Exercise instructions: Wherever a line in the data holds the word "then", pull that line out.

Recorded data:
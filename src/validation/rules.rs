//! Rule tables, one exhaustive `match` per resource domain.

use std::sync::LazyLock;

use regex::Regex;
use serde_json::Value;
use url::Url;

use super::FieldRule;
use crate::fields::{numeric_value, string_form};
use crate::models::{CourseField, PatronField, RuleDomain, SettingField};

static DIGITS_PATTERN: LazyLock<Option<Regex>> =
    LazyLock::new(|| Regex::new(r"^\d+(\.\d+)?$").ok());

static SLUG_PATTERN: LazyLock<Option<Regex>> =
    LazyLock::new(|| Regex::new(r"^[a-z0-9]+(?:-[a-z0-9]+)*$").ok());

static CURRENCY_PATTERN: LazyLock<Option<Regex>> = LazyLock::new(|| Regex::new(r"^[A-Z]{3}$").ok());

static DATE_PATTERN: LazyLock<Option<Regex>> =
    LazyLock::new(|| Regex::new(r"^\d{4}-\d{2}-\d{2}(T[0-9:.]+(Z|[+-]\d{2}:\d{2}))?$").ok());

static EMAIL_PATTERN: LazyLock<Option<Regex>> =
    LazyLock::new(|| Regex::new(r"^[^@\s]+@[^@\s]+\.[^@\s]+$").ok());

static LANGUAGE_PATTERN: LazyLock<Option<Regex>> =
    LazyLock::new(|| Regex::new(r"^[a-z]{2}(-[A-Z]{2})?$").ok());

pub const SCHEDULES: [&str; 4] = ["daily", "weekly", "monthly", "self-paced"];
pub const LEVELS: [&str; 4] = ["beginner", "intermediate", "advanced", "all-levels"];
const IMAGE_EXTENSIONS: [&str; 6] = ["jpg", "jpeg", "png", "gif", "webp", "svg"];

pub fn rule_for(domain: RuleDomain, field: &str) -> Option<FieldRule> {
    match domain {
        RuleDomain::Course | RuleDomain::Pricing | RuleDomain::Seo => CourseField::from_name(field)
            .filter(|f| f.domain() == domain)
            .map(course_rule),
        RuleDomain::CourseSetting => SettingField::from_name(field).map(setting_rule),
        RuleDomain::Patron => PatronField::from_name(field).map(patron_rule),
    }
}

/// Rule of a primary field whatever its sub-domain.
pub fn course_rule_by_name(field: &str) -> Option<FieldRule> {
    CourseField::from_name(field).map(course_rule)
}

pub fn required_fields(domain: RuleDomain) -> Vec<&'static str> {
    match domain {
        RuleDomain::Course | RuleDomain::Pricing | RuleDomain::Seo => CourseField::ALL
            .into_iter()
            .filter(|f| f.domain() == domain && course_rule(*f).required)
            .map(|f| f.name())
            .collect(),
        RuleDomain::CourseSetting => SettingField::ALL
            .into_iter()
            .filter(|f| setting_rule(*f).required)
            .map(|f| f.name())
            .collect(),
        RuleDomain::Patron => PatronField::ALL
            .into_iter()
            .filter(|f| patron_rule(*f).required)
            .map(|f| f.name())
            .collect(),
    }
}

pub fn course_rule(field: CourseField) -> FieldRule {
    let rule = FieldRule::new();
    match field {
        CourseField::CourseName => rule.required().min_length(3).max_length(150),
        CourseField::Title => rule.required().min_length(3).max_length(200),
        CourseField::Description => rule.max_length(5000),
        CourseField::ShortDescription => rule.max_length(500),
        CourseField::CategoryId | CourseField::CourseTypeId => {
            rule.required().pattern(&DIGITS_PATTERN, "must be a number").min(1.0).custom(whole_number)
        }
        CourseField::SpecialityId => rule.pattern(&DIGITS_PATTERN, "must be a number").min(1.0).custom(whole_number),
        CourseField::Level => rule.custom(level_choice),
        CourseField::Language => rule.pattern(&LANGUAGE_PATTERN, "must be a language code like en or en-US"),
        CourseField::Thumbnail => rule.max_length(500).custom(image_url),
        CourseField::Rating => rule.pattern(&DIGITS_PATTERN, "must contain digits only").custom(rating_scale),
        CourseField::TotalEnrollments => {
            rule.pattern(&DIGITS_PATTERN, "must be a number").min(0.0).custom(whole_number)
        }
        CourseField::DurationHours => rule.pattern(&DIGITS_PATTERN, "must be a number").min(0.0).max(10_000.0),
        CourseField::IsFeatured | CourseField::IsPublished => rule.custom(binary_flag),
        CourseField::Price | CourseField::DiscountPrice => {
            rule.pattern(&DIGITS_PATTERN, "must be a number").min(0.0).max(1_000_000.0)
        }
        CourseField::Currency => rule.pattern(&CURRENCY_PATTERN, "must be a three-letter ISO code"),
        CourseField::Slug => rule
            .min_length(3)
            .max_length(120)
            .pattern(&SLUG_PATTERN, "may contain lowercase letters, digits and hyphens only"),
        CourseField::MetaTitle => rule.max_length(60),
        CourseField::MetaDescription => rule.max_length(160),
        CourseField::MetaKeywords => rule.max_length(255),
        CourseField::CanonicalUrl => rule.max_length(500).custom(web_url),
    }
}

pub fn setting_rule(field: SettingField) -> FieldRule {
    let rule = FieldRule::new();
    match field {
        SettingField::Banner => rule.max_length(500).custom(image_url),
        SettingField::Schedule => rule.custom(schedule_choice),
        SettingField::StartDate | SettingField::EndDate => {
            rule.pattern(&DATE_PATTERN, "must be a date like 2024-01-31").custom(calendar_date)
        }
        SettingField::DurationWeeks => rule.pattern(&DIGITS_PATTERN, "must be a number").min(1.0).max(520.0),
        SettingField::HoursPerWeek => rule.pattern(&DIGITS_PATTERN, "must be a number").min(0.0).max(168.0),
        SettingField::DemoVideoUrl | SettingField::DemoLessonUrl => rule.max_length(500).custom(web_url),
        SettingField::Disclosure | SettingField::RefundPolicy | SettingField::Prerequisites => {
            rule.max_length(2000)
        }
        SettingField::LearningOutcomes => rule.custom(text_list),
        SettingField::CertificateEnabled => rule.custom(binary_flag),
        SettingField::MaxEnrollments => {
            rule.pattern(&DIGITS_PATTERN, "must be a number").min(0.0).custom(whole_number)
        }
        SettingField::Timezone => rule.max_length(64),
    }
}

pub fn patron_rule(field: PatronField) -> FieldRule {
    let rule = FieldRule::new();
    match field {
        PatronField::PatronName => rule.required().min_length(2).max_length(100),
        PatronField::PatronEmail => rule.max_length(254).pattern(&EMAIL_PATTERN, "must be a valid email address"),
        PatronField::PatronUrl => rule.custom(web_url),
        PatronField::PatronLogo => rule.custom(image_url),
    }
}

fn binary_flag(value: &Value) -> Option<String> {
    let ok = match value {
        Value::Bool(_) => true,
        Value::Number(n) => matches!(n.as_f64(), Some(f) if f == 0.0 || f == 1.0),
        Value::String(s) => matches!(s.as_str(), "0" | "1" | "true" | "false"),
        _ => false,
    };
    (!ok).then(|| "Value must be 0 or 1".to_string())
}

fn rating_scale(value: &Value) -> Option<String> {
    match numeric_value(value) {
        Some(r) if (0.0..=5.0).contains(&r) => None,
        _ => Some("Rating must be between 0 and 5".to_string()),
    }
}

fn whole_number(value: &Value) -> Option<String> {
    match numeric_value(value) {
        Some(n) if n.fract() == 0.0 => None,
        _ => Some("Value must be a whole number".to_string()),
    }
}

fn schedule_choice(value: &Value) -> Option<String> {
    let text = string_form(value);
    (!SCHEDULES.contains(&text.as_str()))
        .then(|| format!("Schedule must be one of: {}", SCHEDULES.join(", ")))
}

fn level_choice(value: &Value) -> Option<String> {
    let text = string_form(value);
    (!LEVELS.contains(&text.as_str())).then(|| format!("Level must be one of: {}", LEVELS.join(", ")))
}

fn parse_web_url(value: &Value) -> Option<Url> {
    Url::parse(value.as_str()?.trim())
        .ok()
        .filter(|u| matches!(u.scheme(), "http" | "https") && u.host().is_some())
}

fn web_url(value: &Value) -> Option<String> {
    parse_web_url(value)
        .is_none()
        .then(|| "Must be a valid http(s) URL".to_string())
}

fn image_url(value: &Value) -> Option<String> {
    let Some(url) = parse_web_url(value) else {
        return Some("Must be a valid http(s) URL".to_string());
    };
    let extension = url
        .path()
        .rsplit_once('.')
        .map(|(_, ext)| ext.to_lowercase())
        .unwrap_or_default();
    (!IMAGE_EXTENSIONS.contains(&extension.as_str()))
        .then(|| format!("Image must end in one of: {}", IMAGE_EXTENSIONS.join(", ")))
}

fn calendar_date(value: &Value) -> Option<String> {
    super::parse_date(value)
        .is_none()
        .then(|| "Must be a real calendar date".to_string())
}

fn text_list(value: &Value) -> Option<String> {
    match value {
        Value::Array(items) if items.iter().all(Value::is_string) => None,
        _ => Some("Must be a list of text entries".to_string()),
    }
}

Result for this exercise:
    (!ok).then(|| "Value must be 0 or 1".to_string())
        .then(|| format!("Schedule must be one of: {}", SCHEDULES.join(", ")))
    (!LEVELS.contains(&text.as_str())).then(|| format!("Level must be one of: {}", LEVELS.join(", ")))
        .then(|| "Must be a valid http(s) URL".to_string())
        .then(|| format!("Image must end in one of: {}", IMAGE_EXTENSIONS.join(", ")))
        .then(|| "Must be a real calendar date".to_string())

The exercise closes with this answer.